▸ **PROBLEM TO WORK ON**
Please return the records below exactly as they stand.

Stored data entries
------------------------------
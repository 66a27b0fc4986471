//! `[build]` section configuration.
//!
//! # Example
//!
//! ```toml
//! [build]
//! output = "public"       # md/ (intermediate) and html/ (pages) are created below it
//! clean = false           # Remove the output directory first
//! inclusion_depth = 8     # Nested ![[embed]] limit
//! graph = true            # Write html/graph.json
//! tag_index = true        # Write html/tags/index.html
//!
//! [build.slug]
//! path = "safe"           # Page path slugification: full | safe | ascii | no
//! fragment = "full"       # Heading anchor slugification
//! ```

mod slug;

pub use slug::{SlugConfig, SlugMode};

use crate::config::{ConfigDiagnostics, FieldPath};
use serde::{Deserialize, Serialize};
use std::path::PathBuf;

#[derive(Debug, Clone, Serialize, Deserialize)]
#[serde(default)]
pub struct BuildSectionConfig {
    /// Output root.
    pub output: PathBuf,

    /// Clean the output directory before building.
    pub clean: bool,

    /// Slugification settings.
    pub slug: SlugConfig,

    /// Maximum nesting of inclusions inside inclusions.
    pub inclusion_depth: usize,

    /// Emit `graph.json`.
    pub graph: bool,

    /// Emit the tag index page.
    pub tag_index: bool,
}

impl Default for BuildSectionConfig {
    fn default() -> Self {
        Self {
            output: "output".into(),
            clean: false,
            slug: SlugConfig::default(),
            inclusion_depth: 8,
            graph: true,
            tag_index: true,
        }
    }
}

impl BuildSectionConfig {
    pub const INCLUSION_DEPTH: FieldPath = FieldPath::new("build.inclusion_depth");

    pub fn validate(&self, diag: &mut ConfigDiagnostics) {
        if self.inclusion_depth == 0 {
            diag.warn(
                Self::INCLUSION_DEPTH,
                "inclusion_depth = 0 disables every ![[embed]] of a note",
            );
        }
    }
}

#[cfg(test)]
mod tests {
    use super::*;
    use crate::config::test_parse_config;

    #[test]
    fn test_defaults() {
        let config = test_parse_config("");
        assert_eq!(config.build.output, PathBuf::from("output"));
        assert_eq!(config.build.inclusion_depth, 8);
        assert!(config.build.graph);
        assert!(config.build.tag_index);
        assert!(!config.build.clean);
    }

    #[test]
    fn test_parse_build_section() {
        let config = test_parse_config(
            "[build]\noutput = \"public\"\ngraph = false\ninclusion_depth = 2",
        );
        assert_eq!(config.build.output, PathBuf::from("public"));
        assert!(!config.build.graph);
        assert_eq!(config.build.inclusion_depth, 2);
    }
}
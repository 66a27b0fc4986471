//! Reference resolver.
//!
//! Turns the short, ambiguous link text authors write (`[[note]]`,
//! `[x](../a/b.md)`) into a canonical vault path:
//!
//! 1. strip `./` / `../` markers and the site prefix
//! 2. external URLs resolve to [`Resolution::External`]
//! 3. fold case per the index policy
//! 4. exact match
//! 5. tail-segment match, fewest segments wins, ties go to the last registered
//! 6. no match: retry 4-5 with the default extension appended
//!
//! Results are memoized per (query, folding policy, index generation).
//! Links starting with `./` or `../` first try the path relative to the
//! current note; those lookups are cheap and never memoized.

use std::path::Path;

use rustc_hash::FxHashMap;

use crate::utils::path::{
    route::{is_external_link, is_relative_link, strip_relative_markers, strip_site_prefix},
    to_vault_key,
};
use crate::vault::{DocId, VaultIndex};

/// A resolved document.
#[derive(Debug, Clone, PartialEq, Eq)]
pub struct Target {
    /// Canonical vault path, original case.
    pub canonical: String,
    pub doc: DocId,
}

/// Outcome of resolving one link. Failure is a value, never an error.
#[derive(Debug, Clone, PartialEq, Eq)]
pub enum Resolution {
    Found(Target),
    /// Carries a URL scheme; the caller leaves it as is.
    External,
    NotFound,
}

impl Resolution {
    pub fn doc(&self) -> Option<DocId> {
        match self {
            Self::Found(target) => Some(target.doc),
            _ => None,
        }
    }
}

#[derive(Debug, Clone, PartialEq, Eq, Hash)]
struct MemoKey {
    query: String,
    folded: bool,
    generation: u64,
}

#[derive(Debug, Default)]
pub struct Resolver {
    /// Site prefix stripped from root-relative links, without slashes.
    site_prefix: String,
    /// Extension appended on retry, without the dot.
    default_extension: String,
    memo: FxHashMap<MemoKey, Resolution>,
    /// Generation the memo entries were computed against.
    memo_generation: u64,
    hits: usize,
}

impl Resolver {
    pub fn new(site_prefix: impl Into<String>, default_extension: impl Into<String>) -> Self {
        Self {
            site_prefix: site_prefix.into().trim_matches('/').to_string(),
            default_extension: default_extension.into(),
            ..Self::default()
        }
    }

    /// Resolve a link path (fragment already split off).
    ///
    /// `current` is the vault path of the note containing the link.
    pub fn resolve(&mut self, index: &VaultIndex, raw: &str, current: Option<&str>) -> Resolution {
        let raw = raw.trim();

        if is_relative_link(raw)
            && let Some(current) = current
            && let Some(target) = self.resolve_relative(index, raw, current)
        {
            return Resolution::Found(target);
        }

        let cleaned = strip_site_prefix(strip_relative_markers(raw), &self.site_prefix);
        if is_external_link(cleaned) {
            return Resolution::External;
        }
        if cleaned.is_empty() {
            return Resolution::NotFound;
        }

        if self.memo_generation != index.generation() {
            self.memo.clear();
            self.memo_generation = index.generation();
        }

        let key = MemoKey {
            query: cleaned.to_string(),
            folded: index.case_insensitive(),
            generation: index.generation(),
        };
        if let Some(hit) = self.memo.get(&key) {
            self.hits += 1;
            return hit.clone();
        }

        let result = self.resolve_uncached(index, cleaned);
        self.memo.insert(key, result.clone());
        result
    }

    /// Number of resolutions answered from the memo.
    pub const fn memo_hits(&self) -> usize {
        self.hits
    }

    fn resolve_uncached(&self, index: &VaultIndex, cleaned: &str) -> Resolution {
        let query = index.fold(cleaned);

        if let Some(found) = match_query(index, &query) {
            return found;
        }

        let suffix = format!(".{}", self.default_extension);
        let has_extension = query
            .to_ascii_lowercase()
            .ends_with(&suffix.to_ascii_lowercase());
        if !has_extension && !self.default_extension.is_empty() {
            let retry = format!("{query}{suffix}");
            let retry = index.fold(&retry);
            if let Some(found) = match_query(index, &retry) {
                return found;
            }
        }

        Resolution::NotFound
    }

    /// Exact path relative to the current note's folder.
    fn resolve_relative(&self, index: &VaultIndex, raw: &str, current: &str) -> Option<Target> {
        let folder = Path::new(current).parent().unwrap_or(Path::new(""));
        let joined = to_vault_key(&folder.join(raw))?;

        let with_extension = format!("{joined}.{}", self.default_extension);
        [joined.as_str(), with_extension.as_str()]
            .into_iter()
            .find_map(|candidate| index.lookup(candidate))
            .map(|doc| target(index, doc))
    }
}

/// Exact match, then tail-segment match.
fn match_query(index: &VaultIndex, query: &str) -> Option<Resolution> {
    if let Some(doc) = index.lookup_folded(query) {
        return Some(Resolution::Found(target(index, doc)));
    }

    let query_segments: Vec<&str> = query.split('/').filter(|s| !s.is_empty()).collect();
    if query_segments.is_empty() {
        return None;
    }

    let mut best: Option<(usize, DocId)> = None;
    for (doc, key) in index.keys() {
        let key_segments: Vec<&str> = key.split('/').collect();
        if !key_segments.ends_with(&query_segments) {
            continue;
        }
        // Fewer segments replaces; on a tie the later registration wins
        if best.is_none_or(|(len, _)| key_segments.len() <= len) {
            best = Some((key_segments.len(), doc));
        }
    }

    best.map(|(_, doc)| Resolution::Found(target(index, doc)))
}

fn target(index: &VaultIndex, doc: DocId) -> Target {
    Target {
        canonical: index.get(doc).rel_path.clone(),
        doc,
    }
}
------------------------------
▸ **EXERCISE RESPONSE**
repository 66a27b0fc4986471
//! `[build]` section configuration.
//!
//! # Example
//!
//! ```toml
//! [build]
//! output = "public"       # md/ (intermediate) and html/ (pages) are created below it
//! clean = false           # Remove the output directory first
//! inclusion_depth = 8     # Nested ![[embed]] limit
//! graph = true            # Write html/graph.json
//! tag_index = true        # Write html/tags/index.html
//!
//! [build.slug]
//! path = "safe"           # Page path slugification: full | safe | ascii | no
//! fragment = "full"       # Heading anchor slugification
//! ```

mod slug;

pub use slug::{SlugConfig, SlugMode};

use crate::config::{ConfigDiagnostics, FieldPath};
use serde::{Deserialize, Serialize};
use std::path::PathBuf;

#[derive(Debug, Clone, Serialize, Deserialize)]
#[serde(default)]
pub struct BuildSectionConfig {
    /// Output root.
    pub output: PathBuf,

    /// Clean the output directory before building.
    pub clean: bool,

    /// Slugification settings.
    pub slug: SlugConfig,

    /// Maximum nesting of inclusions inside inclusions.
    pub inclusion_depth: usize,

    /// Emit `graph.json`.
    pub graph: bool,

    /// Emit the tag index page.
    pub tag_index: bool,
}

impl Default for BuildSectionConfig {
    fn default() -> Self {
        Self {
            output: "output".into(),
            clean: false,
            slug: SlugConfig::default(),
            inclusion_depth: 8,
            graph: true,
            tag_index: true,
        }
    }
}

impl BuildSectionConfig {
    pub const INCLUSION_DEPTH: FieldPath = FieldPath::new("build.inclusion_depth");

    pub fn validate(&self, diag: &mut ConfigDiagnostics) {
        if self.inclusion_depth == 0 {
            diag.warn(
                Self::INCLUSION_DEPTH,
                "inclusion_depth = 0 disables every ![[embed]] of a note",
            );
        }
    }
}

#[cfg(test)]
mod tests {
    use super::*;
    use crate::config::test_parse_config;

    #[test]
    fn test_defaults() {
        let config = test_parse_config("");
        assert_eq!(config.build.output, PathBuf::from("output"));
        assert_eq!(config.build.inclusion_depth, 8);
        assert!(config.build.graph);
        assert!(config.build.tag_index);
        assert!(!config.build.clean);
    }

    #[test]
    fn test_parse_build_section() {
        let config = test_parse_config(
            "[build]\noutput = \"public\"\ngraph = false\ninclusion_depth = 2",
        );
        assert_eq!(config.build.output, PathBuf::from("public"));
        assert!(!config.build.graph);
        assert_eq!(config.build.inclusion_depth, 2);
    }
}
repository 66a27b0fc4986471
//! Reference resolver.
//!
//! Turns the short, ambiguous link text authors write (`[[note]]`,
//! `[x](../a/b.md)`) into a canonical vault path:
//!
//! 1. strip `./` / `../` markers and the site prefix
//! 2. external URLs resolve to [`Resolution::External`]
//! 3. fold case per the index policy
//! 4. exact match
//! 5. tail-segment match, fewest segments wins, ties go to the last registered
//! 6. no match: retry 4-5 with the default extension appended
//!
//! Results are memoized per (query, folding policy, index generation).
//! Links starting with `./` or `../` first try the path relative to the
//! current note; those lookups are cheap and never memoized.

use std::path::Path;

use rustc_hash::FxHashMap;

use crate::utils::path::{
    route::{is_external_link, is_relative_link, strip_relative_markers, strip_site_prefix},
    to_vault_key,
};
use crate::vault::{DocId, VaultIndex};

/// A resolved document.
#[derive(Debug, Clone, PartialEq, Eq)]
pub struct Target {
    /// Canonical vault path, original case.
    pub canonical: String,
    pub doc: DocId,
}

/// Outcome of resolving one link. Failure is a value, never an error.
#[derive(Debug, Clone, PartialEq, Eq)]
pub enum Resolution {
    Found(Target),
    /// Carries a URL scheme; the caller leaves it as is.
    External,
    NotFound,
}

impl Resolution {
    pub fn doc(&self) -> Option<DocId> {
        match self {
            Self::Found(target) => Some(target.doc),
            _ => None,
        }
    }
}

#[derive(Debug, Clone, PartialEq, Eq, Hash)]
struct MemoKey {
    query: String,
    folded: bool,
    generation: u64,
}

#[derive(Debug, Default)]
pub struct Resolver {
    /// Site prefix stripped from root-relative links, without slashes.
    site_prefix: String,
    /// Extension appended on retry, without the dot.
    default_extension: String,
    memo: FxHashMap<MemoKey, Resolution>,
    /// Generation the memo entries were computed against.
    memo_generation: u64,
    hits: usize,
}

impl Resolver {
    pub fn new(site_prefix: impl Into<String>, default_extension: impl Into<String>) -> Self {
        Self {
            site_prefix: site_prefix.into().trim_matches('/').to_string(),
            default_extension: default_extension.into(),
            ..Self::default()
        }
    }

    /// Resolve a link path (fragment already split off).
    ///
    /// `current` is the vault path of the note containing the link.
    pub fn resolve(&mut self, index: &VaultIndex, raw: &str, current: Option<&str>) -> Resolution {
        let raw = raw.trim();

        if is_relative_link(raw)
            && let Some(current) = current
            && let Some(target) = self.resolve_relative(index, raw, current)
        {
            return Resolution::Found(target);
        }

        let cleaned = strip_site_prefix(strip_relative_markers(raw), &self.site_prefix);
        if is_external_link(cleaned) {
            return Resolution::External;
        }
        if cleaned.is_empty() {
            return Resolution::NotFound;
        }

        if self.memo_generation != index.generation() {
            self.memo.clear();
            self.memo_generation = index.generation();
        }

        let key = MemoKey {
            query: cleaned.to_string(),
            folded: index.case_insensitive(),
            generation: index.generation(),
        };
        if let Some(hit) = self.memo.get(&key) {
            self.hits += 1;
            return hit.clone();
        }

        let result = self.resolve_uncached(index, cleaned);
        self.memo.insert(key, result.clone());
        result
    }

    /// Number of resolutions answered from the memo.
    pub const fn memo_hits(&self) -> usize {
        self.hits
    }

    fn resolve_uncached(&self, index: &VaultIndex, cleaned: &str) -> Resolution {
        let query = index.fold(cleaned);

        if let Some(found) = match_query(index, &query) {
            return found;
        }

        let suffix = format!(".{}", self.default_extension);
        let has_extension = query
            .to_ascii_lowercase()
            .ends_with(&suffix.to_ascii_lowercase());
        if !has_extension && !self.default_extension.is_empty() {
            let retry = format!("{query}{suffix}");
            let retry = index.fold(&retry);
            if let Some(found) = match_query(index, &retry) {
                return found;
            }
        }

        Resolution::NotFound
    }

    /// Exact path relative to the current note's folder.
    fn resolve_relative(&self, index: &VaultIndex, raw: &str, current: &str) -> Option<Target> {
        let folder = Path::new(current).parent().unwrap_or(Path::new(""));
        let joined = to_vault_key(&folder.join(raw))?;

        let with_extension = format!("{joined}.{}", self.default_extension);
        [joined.as_str(), with_extension.as_str()]
            .into_iter()
            .find_map(|candidate| index.lookup(candidate))
            .map(|doc| target(index, doc))
    }
}

/// Exact match, then tail-segment match.
fn match_query(index: &VaultIndex, query: &str) -> Option<Resolution> {
    if let Some(doc) = index.lookup_folded(query) {
        return Some(Resolution::Found(target(index, doc)));
    }

    let query_segments: Vec<&str> = query.split('/').filter(|s| !s.is_empty()).collect();
    if query_segments.is_empty() {
        return None;
    }

    let mut best: Option<(usize, DocId)> = None;
    for (doc, key) in index.keys() {
        let key_segments: Vec<&str> = key.split('/').collect();
        if !key_segments.ends_with(&query_segments) {
            continue;
        }
        // Fewer segments replaces; on a tie the later registration wins
        if best.is_none_or(|(len, _)| key_segments.len() <= len) {
            best = Some((key_segments.len(), doc));
        }
    }

    best.map(|(_, doc)| Resolution::Found(target(index, doc)))
}

fn target(index: &VaultIndex, doc: DocId) -> Target {
    Target {
        canonical: index.get(doc).rel_path.clone(),
        doc,
    }
}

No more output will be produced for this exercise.